Much of the design logic centers on the Green Loop, a 15-meter-wide linear park that threads Moore Gully’s ecological systems into the city fabric, guiding public space, pedestrian movement, and water management in a single, continuous urban space. Buildings around this loop transition in character and materiality from earthy tones and massing near the natural gully to lighter forms echoing “Sky Country” at higher ground, creating a deliberate architectural expression of place and topography.

Passive design elements such as green roofs, biosolar infrastructure, and water-sensitive urban systems are integrated into the precinct from the outset, reflecting an environmental strategy that is normative. Superlot 1 also embeds walkability, a fine-grained street network, mid-block paths, active ground-floor frontages, and proximity to transit, all of which are calibrated to foster a vibrant, connected civic quarter, creating a balance between density and human scale.

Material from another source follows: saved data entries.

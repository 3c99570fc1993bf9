//! Frontier search over a shared cost grid.
//!
//! # Algorithm
//!
//! 1. Map the agent position to its grid cell (fail if outside the grid)
//! 2. Seed at the nearest free cell, or the agent cell if none exists
//! 3. Breadth-first scan over 4-connected neighbors whose cost does not
//!    exceed the current cell's cost
//! 4. Every unclaimed unknown cell bordering free space met by the scan
//!    seeds an 8-connected region via [`build_frontier`]
//! 5. Drop regions shorter than `min_frontier_size`, score the rest and
//!    sort ascending by cost
//!
//! The non-increasing cost rule lets a scan that starts on an inflated or
//! unknown cell still descend into free space.

use std::collections::VecDeque;
use std::sync::Arc;
use std::time::Instant;

use crate::config::{ExploreConfig, FrontierSearchConfig};
use crate::core::WorldPoint;
use crate::error::{FrontierError, Result};
use crate::grid::{CostGrid, SharedGrid, costs, nearest_cell, nhood4};
use crate::noise::{GaussianNoise, NoiseSource};

use super::builder::{build_frontier, is_new_frontier_cell};
use super::{Frontier, FrontierScorer, SearchStats};

/// Frontier search bound to a shared grid.
///
/// The scorer's hysteresis state persists across searches on the same
/// instance; everything else is rebuilt on every call.
///
/// # Example
///
/// ```rust,ignore
/// use std::sync::Arc;
/// use parking_lot::RwLock;
/// use vastu_frontier::{Costmap, ExploreConfig, FrontierSearch, WorldPoint};
///
/// let grid = Arc::new(RwLock::new(Costmap::new(400, 400, 0.05, WorldPoint::new(-10.0, -10.0))));
/// let mut search = FrontierSearch::new(Arc::clone(&grid), &ExploreConfig::default());
///
/// for frontier in search.search_from(WorldPoint::ZERO)? {
///     println!("({:.2}, {:.2}) cost {:.3}", frontier.middle.x, frontier.middle.y, frontier.cost);
/// }
/// ```
pub struct FrontierSearch<G: CostGrid, N: NoiseSource = GaussianNoise> {
    grid: SharedGrid<G>,
    config: FrontierSearchConfig,
    scorer: FrontierScorer<N>,
    last_stats: SearchStats,
}

impl<G: CostGrid> FrontierSearch<G, GaussianNoise> {
    /// Create a search with a Gaussian-noise scorer built from `config`.
    pub fn new(grid: SharedGrid<G>, config: &ExploreConfig) -> Self {
        let scorer = FrontierScorer::new(&config.search, config.hazard.clone());
        Self::with_scorer(grid, config.search.clone(), scorer)
    }
}

impl<G: CostGrid, N: NoiseSource> FrontierSearch<G, N> {
    /// Create a search with an explicit scorer.
    pub fn with_scorer(
        grid: SharedGrid<G>,
        config: FrontierSearchConfig,
        scorer: FrontierScorer<N>,
    ) -> Self {
        Self {
            grid,
            config,
            scorer,
            last_stats: SearchStats::default(),
        }
    }

    /// Shared grid handle.
    pub fn grid(&self) -> &SharedGrid<G> {
        &self.grid
    }

    /// Scorer, including its hysteresis state.
    pub fn scorer(&self) -> &FrontierScorer<N> {
        &self.scorer
    }

    /// Mutable scorer access (e.g. to reset hysteresis).
    pub fn scorer_mut(&mut self) -> &mut FrontierScorer<N> {
        &mut self.scorer
    }

    /// Counters from the most recent search.
    pub fn last_stats(&self) -> &SearchStats {
        &self.last_stats
    }

    /// Find frontiers reachable from `position`, sorted ascending by cost.
    ///
    /// Holds the grid's read lock for the whole call so map updates cannot
    /// interleave with the scan.
    ///
    /// # Errors
    ///
    /// [`FrontierError::OutOfBounds`] if `position` is outside the grid.
    pub fn search_from(&mut self, position: WorldPoint) -> Result<Vec<Frontier>> {
        let start_time = Instant::now();
        self.last_stats = SearchStats::default();

        let shared = Arc::clone(&self.grid);
        let grid = shared.read();

        let Some(start_coord) = grid.world_to_grid(position) else {
            log::error!(
                "Agent at ({:.2},{:.2}) is outside the grid, cannot search for frontiers",
                position.x,
                position.y
            );
            return Err(FrontierError::OutOfBounds {
                x: position.x,
                y: position.y,
            });
        };
        let start = grid.index(start_coord);

        let mut frontiers = scan_for_frontiers(
            &*grid,
            start,
            self.config.min_frontier_size,
            &mut self.last_stats,
        );

        let resolution = grid.resolution();
        for frontier in frontiers.iter_mut() {
            frontier.cost = self.scorer.score(frontier, position, resolution);
        }
        sort_by_cost(&mut frontiers);

        self.last_stats.elapsed_us = start_time.elapsed().as_micros() as u64;
        log::debug!(
            "Frontier search from ({:.2},{:.2}): {} frontiers ({} rejected), {} cells visited, {}µs",
            position.x,
            position.y,
            frontiers.len(),
            self.last_stats.regions_rejected,
            self.last_stats.cells_visited,
            self.last_stats.elapsed_us
        );

        Ok(frontiers)
    }

    /// Like [`search_from`](Self::search_from), but an out-of-bounds
    /// position yields an empty list.
    pub fn search_or_empty(&mut self, position: WorldPoint) -> Vec<Frontier> {
        self.search_from(position).unwrap_or_default()
    }
}

/// Outer reachability scan.
///
/// Walks 4-connected cells of non-increasing cost from the seed near
/// `start` and builds a frontier for every new frontier cell it touches.
/// `start` doubles as the distance reference for every region.
fn scan_for_frontiers<G: CostGrid + ?Sized>(
    grid: &G,
    start: usize,
    min_frontier_size: f32,
    stats: &mut SearchStats,
) -> Vec<Frontier> {
    let cell_count = grid.cell_count();
    let resolution = grid.resolution();

    let mut visited = vec![false; cell_count];
    let mut claimed = vec![false; cell_count];
    let mut frontiers = Vec::new();

    let seed = match nearest_cell(grid, start, costs::FREE_SPACE) {
        Some(free) => free,
        None => {
            log::warn!("Could not find a free cell near the agent, scanning from the agent cell");
            stats.degraded_start = true;
            start
        }
    };

    let mut queue = VecDeque::new();
    queue.push_back(seed);
    visited[seed] = true;

    while let Some(index) = queue.pop_front() {
        stats.cells_visited += 1;
        let cost = grid.cost(index);

        for neighbor in nhood4(index, grid) {
            if grid.cost(neighbor) <= cost && !visited[neighbor] {
                visited[neighbor] = true;
                queue.push_back(neighbor);
            } else if is_new_frontier_cell(grid, neighbor, &claimed) {
                claimed[neighbor] = true;
                let frontier = build_frontier(grid, neighbor, start, &mut claimed);
                stats.regions_built += 1;

                if frontier.size as f32 * resolution >= min_frontier_size {
                    frontiers.push(frontier);
                } else {
                    stats.regions_rejected += 1;
                }
            }
        }
    }

    frontiers
}

/// Stable ascending sort; equal costs keep discovery order.
fn sort_by_cost(frontiers: &mut [Frontier]) {
    frontiers.sort_by(|a, b| a.cost.total_cmp(&b.cost));
}
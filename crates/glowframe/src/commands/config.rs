use glowframe_core::config;

/// Prints where the config lives and the values in effect after
/// defaults and validation.
pub fn execute() {
    match config::config_path() {
        Some(path) if path.exists() => println!("# {}", path.display()),
        Some(path) => println!("# {} (not found, using defaults)", path.display()),
        None => println!("# no home directory, using defaults"),
    }

    match config::load().to_toml() {
        Ok(text) => print!("{text}"),
        Err(e) => {
            eprintln!("Error: {e}");
            std::process::exit(1);
        }
    }
}
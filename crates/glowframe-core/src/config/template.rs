/// Generates the default `config.toml` contents with explanatory comments.
///
/// This is used by `glowframe init` to create a starter config file that
/// users can immediately edit.
pub fn generate_config() -> String {
    r##"# glowframe configuration
# Location: ~/.config/glowframe/config.toml

[glow]
# Glow color while the host window is focused (#rrggbb).
active_color = "#ffff00"
# Glow color while the host window is in the background.
inactive_color = "#d3d3d3"
# Turn the glow strips into resize handles (directional cursors, press to resize).
resize = true
# Keep the glow above all non-topmost windows.
topmost = false

[logging]
# Enable file logging to ~/.config/glowframe/logs/glowframe.log.
enabled = false
# Minimum log level: "debug", "info", "warn", or "error".
level = "info"
# Maximum log file size in MB before rotation.
max_file_mb = 10
"##
    .to_string()
}
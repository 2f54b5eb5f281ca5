use std::sync::mpsc::{self, Receiver, Sender};

use crate::{HitRegion, Side};

/// A press on a glow strip that asks the host to start resizing.
#[derive(Debug, Clone, Copy, PartialEq, Eq)]
pub struct ResizeIntent {
    pub side: Side,
    pub region: HitRegion,
}

/// Fan-out of resize intents to any number of listeners.
///
/// Listeners hold the receiving half of a channel. Intents are sent
/// synchronously from the strip's message handler; listeners that have
/// dropped their receiver are forgotten on the next send.
#[derive(Debug, Default)]
pub struct IntentSubscribers {
    senders: Vec<Sender<ResizeIntent>>,
}

impl IntentSubscribers {
    pub fn new() -> Self {
        Self::default()
    }

    /// Registers a new listener and returns its receiver.
    pub fn subscribe(&mut self) -> Receiver<ResizeIntent> {
        let (tx, rx) = mpsc::channel();
        self.senders.push(tx);
        rx
    }

    /// Sends `intent` to every live listener. Returns how many received it.
    pub fn emit(&mut self, intent: ResizeIntent) -> usize {
        self.senders.retain(|tx| tx.send(intent).is_ok());
        self.senders.len()
    }

    pub fn len(&self) -> usize {
        self.senders.len()
    }

    pub fn is_empty(&self) -> bool {
        self.senders.is_empty()
    }
}

#[cfg(test)]
mod tests {
    use super::*;

    const INTENT: ResizeIntent = ResizeIntent {
        side: Side::Left,
        region: HitRegion::TopLeft,
    };

    #[test]
    fn every_subscriber_receives_the_intent() {
        // Arrange
        let mut subs = IntentSubscribers::new();
        let a = subs.subscribe();
        let b = subs.subscribe();

        // Act
        let delivered = subs.emit(INTENT);

        // Assert
        assert_eq!(delivered, 2);
        assert_eq!(a.try_recv(), Ok(INTENT));
        assert_eq!(b.try_recv(), Ok(INTENT));
    }

    #[test]
    fn dropped_receivers_are_pruned() {
        // Arrange
        let mut subs = IntentSubscribers::new();
        let kept = subs.subscribe();
        drop(subs.subscribe());

        // Act
        let delivered = subs.emit(INTENT);

        // Assert
        assert_eq!(delivered, 1);
        assert_eq!(subs.len(), 1);
        assert_eq!(kept.try_recv(), Ok(INTENT));
    }

    #[test]
    fn emit_without_subscribers_is_harmless() {
        // Arrange
        let mut subs = IntentSubscribers::new();

        // Act / Assert
        assert_eq!(subs.emit(INTENT), 0);
        assert!(subs.is_empty());
    }
}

The masterplan and early built works signal a departure from generic high-rise planning. The material palette prioritizes low-carbon, high-performance materials, particularly terracotta and timber, chosen for their embodied energy profiles and tactile qualities that resonate with the landscape. This approach is evident in the First Building, designed by Hassell for the Advanced Manufacturing Readiness Facility, which uses mass timber and modular construction to achieve flexibility, circularity, and ecological responsiveness.

Components can be disassembled, reconfigured, or reused as the city evolves. Its landscaping and water strategy recall the Cumberland Plain’s natural hydrology, integrating rainwater capture and biodiversity-rich ground planes that actively engage users with the site’s ecology. Beyond materials, the inclusion of a woven timber community pavilion anchored by Indigenous design principles of “enoughness” reflects an effort to embed cultural meaning into shared spaces.

On the programmatic side, the First Land Release includes more than 1,400 homes with a minimum 10% affordable housing target, a university campus, offices, a hotel, retail, childcare, and significant public space, a deliberate mix meant to ensure activity across dayparts and demographics from day one.

Together, these strategies signal a new model for urban growth in Western Sydney, one that hopes to be sustainable, inclusive, and reflective of place rather than merely efficient or iconic.